Well, two out of four is, I suppose, fifty percent. And that's what I got this weekend, though I was 100% last week, bringing my playoff score to 6-2. Where did I go wrong?

Indy at Baltimore
Prediction: Ravens 28-17
Result: Colts 15-6

I think I over-estimated the Ravens offense in this one. The Colts shut down the Chiefs the previous week, and they shut down the Ravens this week. Good for them. At least, when their season ends next week, they can say their defense played two good games.

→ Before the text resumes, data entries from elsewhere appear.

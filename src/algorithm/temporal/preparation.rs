//! Observation preparation: average removal and field strength deduplication
//!
//! Both steps are pure: they take the observations as a slice and return a
//! new vector, keeping the relative input order of the survivors.

use std::cmp::Ordering;

use chrono::NaiveDate;
use rustc_hash::FxHashMap;

use super::types::Observation;

/// Drop synthesized average-of-sessions rows
#[must_use]
pub fn filter_averages(observations: &[Observation]) -> Vec<Observation> {
    observations
        .iter()
        .filter(|obs| !obs.is_average)
        .cloned()
        .collect()
}

/// Keep one observation per subject and scan date
///
/// The highest field strength wins (3T over 1.5T). A missing strength ranks
/// below every recorded one, and among equal strengths the earliest input
/// row is kept.
#[must_use]
pub fn deduplicate(observations: &[Observation]) -> Vec<Observation> {
    let mut best: FxHashMap<(&str, NaiveDate), usize> = FxHashMap::default();

    for (idx, obs) in observations.iter().enumerate() {
        best.entry((obs.subject.as_str(), obs.scan_date))
            .and_modify(|current| {
                let incumbent = &observations[*current];
                if compare_strength(obs.field_strength, incumbent.field_strength)
                    == Ordering::Greater
                {
                    *current = idx;
                }
            })
            .or_insert(idx);
    }

    let mut keep = vec![false; observations.len()];
    for idx in best.into_values() {
        keep[idx] = true;
    }

    observations
        .iter()
        .zip(keep)
        .filter_map(|(obs, kept)| kept.then(|| obs.clone()))
        .collect()
}

fn compare_strength(a: Option<f64>, b: Option<f64>) -> Ordering {
    match (a, b) {
        (Some(a), Some(b)) => a.partial_cmp(&b).unwrap_or(Ordering::Equal),
        (Some(_), None) => Ordering::Greater,
        (None, Some(_)) => Ordering::Less,
        (None, None) => Ordering::Equal,
    }
}

#[cfg(test)]
mod tests {
    use super::*;

    fn obs(row: usize, subject: &str, date: (i32, u32, u32), field: Option<f64>, avg: bool) -> Observation {
        Observation {
            row,
            subject: subject.to_string(),
            scan_date: NaiveDate::from_ymd_opt(date.0, date.1, date.2).unwrap(),
            field_strength: field,
            is_average: avg,
        }
    }

    #[test]
    fn test_filter_averages() {
        let input = vec![
            obs(0, "7", (2021, 2, 1), Some(3.0), false),
            obs(1, "7", (2021, 2, 1), None, true),
        ];
        let filtered = filter_averages(&input);
        assert_eq!(filtered.len(), 1);
        assert_eq!(filtered[0].row, 0);
    }

    #[test]
    fn test_higher_field_strength_wins() {
        let input = vec![
            obs(0, "7", (2020, 1, 10), Some(1.5), false),
            obs(1, "7", (2020, 1, 10), Some(3.0), false),
            obs(2, "8", (2020, 1, 10), Some(1.5), false),
        ];
        let rows: Vec<usize> = deduplicate(&input).iter().map(|o| o.row).collect();
        assert_eq!(rows, vec![1, 2]);
    }

    #[test]
    fn test_ties_keep_first_row_and_missing_ranks_last() {
        let input = vec![
            obs(0, "7", (2020, 1, 10), None, false),
            obs(1, "7", (2020, 1, 10), Some(3.0), false),
            obs(2, "7", (2020, 1, 10), Some(3.0), false),
            obs(3, "9", (2020, 5, 1), None, false),
            obs(4, "9", (2020, 5, 1), None, false),
        ];
        let rows: Vec<usize> = deduplicate(&input).iter().map(|o| o.row).collect();
        assert_eq!(rows, vec![1, 3]);
    }

    #[test]
    fn test_distinct_dates_are_kept() {
        let input = vec![
            obs(0, "7", (2021, 2, 1), Some(1.5), false),
            obs(1, "7", (2020, 1, 10), Some(3.0), false),
        ];
        assert_eq!(deduplicate(&input), input);
    }
}
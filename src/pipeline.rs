//! Dataset-level runs used by the binaries
//!
//! The clinical table is read once per run and passed to every dataset, so
//! datasets never share any other state.

use std::path::{Path, PathBuf};
use log::{debug, info};

use crate::algorithm::loss_rate::{LossRateConfig, compute_loss_rates};
use crate::algorithm::temporal::{MatcherConfig, MergeStats, TemporalMatcher, VisitIndex};
use crate::config::PipelineConfig;
use crate::error::{Error, Result};
use crate::table::Table;
use crate::utils::io::{loss_rate_file_name, output_file_name, read_table, write_table};
use crate::utils::logging::{
    create_group_progress_bar, create_main_progress_bar, finish_progress_bar, log_dataset_warning,
    log_table_read,
};

/// Field strengths the loss-rate run covers by default
pub const DEFAULT_FIELD_STRENGTHS: [f64; 2] = [1.5, 3.0];

/// A table written by a run
#[derive(Debug, Clone)]
pub struct DatasetOutput {
    /// Dataset the table was computed from
    pub dataset: String,
    /// Field strength, for loss-rate tables
    pub field_strength: Option<f64>,
    /// Where the table was written
    pub path: PathBuf,
    /// Number of data rows written
    pub rows: usize,
    /// Merge counters, for merged tables
    pub stats: Option<MergeStats>,
}

/// Read the clinical visit table named by the configuration
pub fn load_clinical(config: &PipelineConfig) -> Result<Table> {
    let path = config.clinical_path();
    log_table_read("clinical visit table", &path);
    read_table(&path)
}

/// Read the imaging table of one dataset
pub fn load_dataset(dataset: &str, config: &PipelineConfig) -> Result<Table> {
    let path = config.dataset_path(dataset);
    log_table_read(&format!("{dataset} imaging table"), &path);
    read_table(&path)
}

/// Merge one dataset with the clinical table and write `merged_<dataset>_<date>`
pub fn merge_dataset(
    dataset: &str,
    clinical: &Table,
    matcher: &TemporalMatcher,
    config: &PipelineConfig,
) -> Result<DatasetOutput> {
    let imaging = load_dataset(dataset, config)?;
    let result = matcher.perform_merge(&imaging, clinical)?;

    let path = config.output_dir.join(output_file_name(
        "merged",
        dataset,
        config.run_date,
        config.output_format,
    ));
    write_table(&result.merged, &path)?;

    Ok(DatasetOutput {
        dataset: dataset.to_string(),
        field_strength: None,
        rows: result.merged.num_rows(),
        path,
        stats: Some(result.stats),
    })
}

/// Merge every configured dataset, stopping at the first failure
pub fn run_merge(config: &PipelineConfig, matcher_config: MatcherConfig) -> Result<Vec<DatasetOutput>> {
    ensure_output_dir(&config.output_dir)?;
    let clinical = load_clinical(config)?;
    let matcher = TemporalMatcher::new(matcher_config);
    debug!("{}", matcher.config());

    let pb = create_main_progress_bar(config.datasets.len() as u64, Some("Merging datasets"));
    let mut outputs = Vec::with_capacity(config.datasets.len());

    for dataset in &config.datasets {
        pb.set_message(format!("Merging {dataset}"));
        let output = merge_dataset(dataset, &clinical, &matcher, config)?;
        info!("{dataset}: {} rows written to {}", output.rows, output.path.display());
        outputs.push(output);
        pb.inc(1);
    }

    finish_progress_bar(&pb, Some("Merging complete"));
    Ok(outputs)
}

/// Compute loss rates of every configured dataset at each field strength
pub fn run_loss_rates(config: &PipelineConfig, field_strengths: &[f64]) -> Result<Vec<DatasetOutput>> {
    ensure_output_dir(&config.output_dir)?;
    let clinical = load_clinical(config)?;

    let defaults = LossRateConfig::default();
    let visit_index = VisitIndex::from_table(&clinical, &defaults.columns, &defaults.date_format_config)?;

    let pb = create_main_progress_bar(config.datasets.len() as u64, Some("Computing loss rates"));
    let mut outputs = Vec::with_capacity(config.datasets.len() * field_strengths.len());

    for dataset in &config.datasets {
        pb.set_message(format!("Loss rates for {dataset}"));
        let table = load_dataset(dataset, config)?;

        let strengths_pb = create_group_progress_bar(field_strengths.len() as u64, Some(dataset.as_str()));
        for &strength in field_strengths {
            let loss_config = LossRateConfig::for_dataset(dataset, strength);
            let rates = compute_loss_rates(&table, &clinical, &visit_index, &loss_config)?;
            if rates.num_rows() == 0 {
                log_dataset_warning(
                    dataset,
                    &format!("no {strength:.1}T scans, writing an empty loss-rate table"),
                );
            }

            let path = config
                .output_dir
                .join(loss_rate_file_name(dataset, strength, config.output_format));
            write_table(&rates, &path)?;

            outputs.push(DatasetOutput {
                dataset: dataset.clone(),
                field_strength: Some(strength),
                rows: rates.num_rows(),
                path,
                stats: None,
            });
            strengths_pb.inc(1);
        }
        strengths_pb.finish_and_clear();
        pb.inc(1);
    }

    finish_progress_bar(&pb, Some("Loss rates complete"));
    Ok(outputs)
}

fn ensure_output_dir(dir: &Path) -> Result<()> {
    std::fs::create_dir_all(dir).map_err(|e| Error::io(dir, e))
}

What really cheeses me here is that former Patriot Adam Vinatieri kicked five figgies that won this for Indy. Why couldn't they have stayed with the now-unemployed Vander-shank? It's just not fun rooting against Adam. We have too many great memories together.

Seattle at Chicago:
Prediction: Hawks 22-19
Result: Bears 27-24

This was a belated instance of justice fulfilled. The Hawks should have lost to the Cowboys last week. They prevailed because of the second North Dallas Forty ending this year - which is astounding. The holder dropped the snap on a chippie to win, and that was the season. Well, not now. I think this Bears team would have beaten the Cowboys as well, so justice will out.

Here's what I got right:

Eagles at Saints:

Prediction: Saints 27-24
Result: Saints 27-24

What can I say? A stopped clock is right twice a day, too.

Pats at Chargers:

Prediction: Pats 35-14
Result: Pats 24-21.

That was one of the great games in team history, and that's saying something for a franchise with three Super Bowl wins in five years, and a best-ever 21 game winning streak. The coaches stepped up to make the right adjustments. The players made the plays in crunch time when it mattered, and the great Tom Brady produced when he had to. Just a complete tour de force.

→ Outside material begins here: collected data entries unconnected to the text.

//! Annualised loss rates per subject for each dataset and field strength
//!
//! Reads `df_<dataset>.csv` (or `.parquet` with `DATASET_FORMAT=parquet`)
//! and the ADNIMERGE clinical table from the working directory and writes
//! `average_<dataset>_loss_<strength>_with_timepoints.csv`.

use std::time::Instant;

use anyhow::Context;
use log::info;
use visit_matcher::PipelineConfig;
use visit_matcher::config::get_input_format;
use visit_matcher::pipeline::{DEFAULT_FIELD_STRENGTHS, run_loss_rates};

/// Clinical table the loss-rate timepoints are annotated from
const CLINICAL_FILE: &str = "ADNIMERGE_03Aug2023.csv";

fn main() -> anyhow::Result<()> {
    env_logger::Builder::from_env(env_logger::Env::default().default_filter_or("info")).init();

    let config = PipelineConfig {
        clinical_file: CLINICAL_FILE.to_string(),
        input_format: get_input_format().unwrap_or_default(),
        ..PipelineConfig::default()
    }
    .with_datasets(std::env::args().skip(1));
    info!("{config}");

    let start = Instant::now();
    let outputs = run_loss_rates(&config, &DEFAULT_FIELD_STRENGTHS)
        .context("Failed to compute loss rates")?;

    for output in &outputs {
        info!(
            "{} at {:.1}T: {} subjects written to {}",
            output.dataset,
            output.field_strength.unwrap_or_default(),
            output.rows,
            output.path.display()
        );
    }
    info!("Wrote {} tables in {:?}", outputs.len(), start.elapsed());
    Ok(())
}
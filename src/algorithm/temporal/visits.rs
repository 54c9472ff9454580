//! Per-subject visit index for nearest-date lookups

use chrono::NaiveDate;
use rustc_hash::FxHashMap;
use smallvec::SmallVec;

use crate::config::ColumnNames;
use crate::error::Result;
use crate::schema::{DateFormatConfig, days_between};
use crate::table::Table;

use super::extraction::extract_visits;
use super::types::Visit;

/// Most subjects have a handful of visits; larger groups spill to the heap
type VisitGroup = SmallVec<[usize; 16]>;

/// Visits grouped once by subject, each group sorted by visit date
///
/// Grouping is O(|visits|) and replaces a linear scan of the whole visit
/// table per observation. Within a group, visits with equal dates stay in
/// input order.
#[derive(Debug, Clone, Default)]
pub struct VisitIndex {
    visits: Vec<Visit>,
    groups: FxHashMap<String, VisitGroup>,
}

impl VisitIndex {
    /// Build the index from extracted visits
    #[must_use]
    pub fn new(visits: Vec<Visit>) -> Self {
        let mut groups: FxHashMap<String, VisitGroup> = FxHashMap::default();
        for (idx, visit) in visits.iter().enumerate() {
            groups.entry(visit.subject.clone()).or_default().push(idx);
        }

        for group in groups.values_mut() {
            // Stable, so equal dates keep input order
            group.sort_by_key(|&idx| visits[idx].visit_date);
        }

        Self { visits, groups }
    }

    /// Extract the visits of a clinical table and index them
    pub fn from_table(
        table: &Table,
        columns: &ColumnNames,
        date_config: &DateFormatConfig,
    ) -> Result<Self> {
        Ok(Self::new(extract_visits(table, columns, date_config)?))
    }

    /// Total number of visits
    #[must_use]
    pub fn len(&self) -> usize {
        self.visits.len()
    }

    /// Whether the index holds no visits
    #[must_use]
    pub fn is_empty(&self) -> bool {
        self.visits.is_empty()
    }

    /// Number of distinct subjects with at least one visit
    #[must_use]
    pub fn subject_count(&self) -> usize {
        self.groups.len()
    }

    /// Visits of one subject in date order
    pub fn visits_for<'a>(&'a self, subject: &str) -> impl Iterator<Item = &'a Visit> + 'a {
        self.groups
            .get(subject)
            .into_iter()
            .flat_map(|group| group.iter().map(|&idx| &self.visits[idx]))
    }

    /// The subject's visit closest in time to `date`
    ///
    /// Returns `None` when the subject has no visits. When two visits are
    /// equally far away the earlier visit wins; visits sharing a date
    /// resolve to the earliest input row.
    #[must_use]
    pub fn nearest(&self, subject: &str, date: NaiveDate) -> Option<&Visit> {
        let group = self.groups.get(subject)?;
        let date_at = |pos: usize| self.visits[group[pos]].visit_date;

        // First visit on or after the date
        let split = group.partition_point(|&idx| self.visits[idx].visit_date < date);
        let after = (split < group.len()).then(|| &self.visits[group[split]]);

        // Earliest row of the latest date strictly before
        let before = split.checked_sub(1).map(|last| {
            let day = date_at(last);
            let first = group.partition_point(|&idx| self.visits[idx].visit_date < day);
            &self.visits[group[first]]
        });

        match (before, after) {
            (Some(b), Some(a)) => {
                if days_between(a.visit_date, date) < days_between(b.visit_date, date) {
                    Some(a)
                } else {
                    Some(b)
                }
            }
            (b, a) => b.or(a),
        }
    }
}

I hope Bush can remember "Coach Bill's" name this time around...

Friday, January 12, 2007

Football

Indy at Baltimore

I must admit to being surprised at Baltimore's success this year. They're a long time gone from their 2000 Super Bowl winning season. It's a testiment to Brian Billick's coaching prowess - even though he was on the 'likely to get canned' list as recently as mid-season. Having a solid QB helps. And I think this is a team that shows how important it is to have a solid roster top to bottom. There are some stars here, for sure, but there are also lots of lunch-pail guys who get the job done. Adelius Thomas reminds me of Willie McGinest with his mix of power, speed, and versitility. Ray Lewis is no longer the guy who tore up the Giants in 2000 like a police chief with a parking ticket, but he gets it done and is a vocal leader. He's a really likable guy when he's not covering for murderers.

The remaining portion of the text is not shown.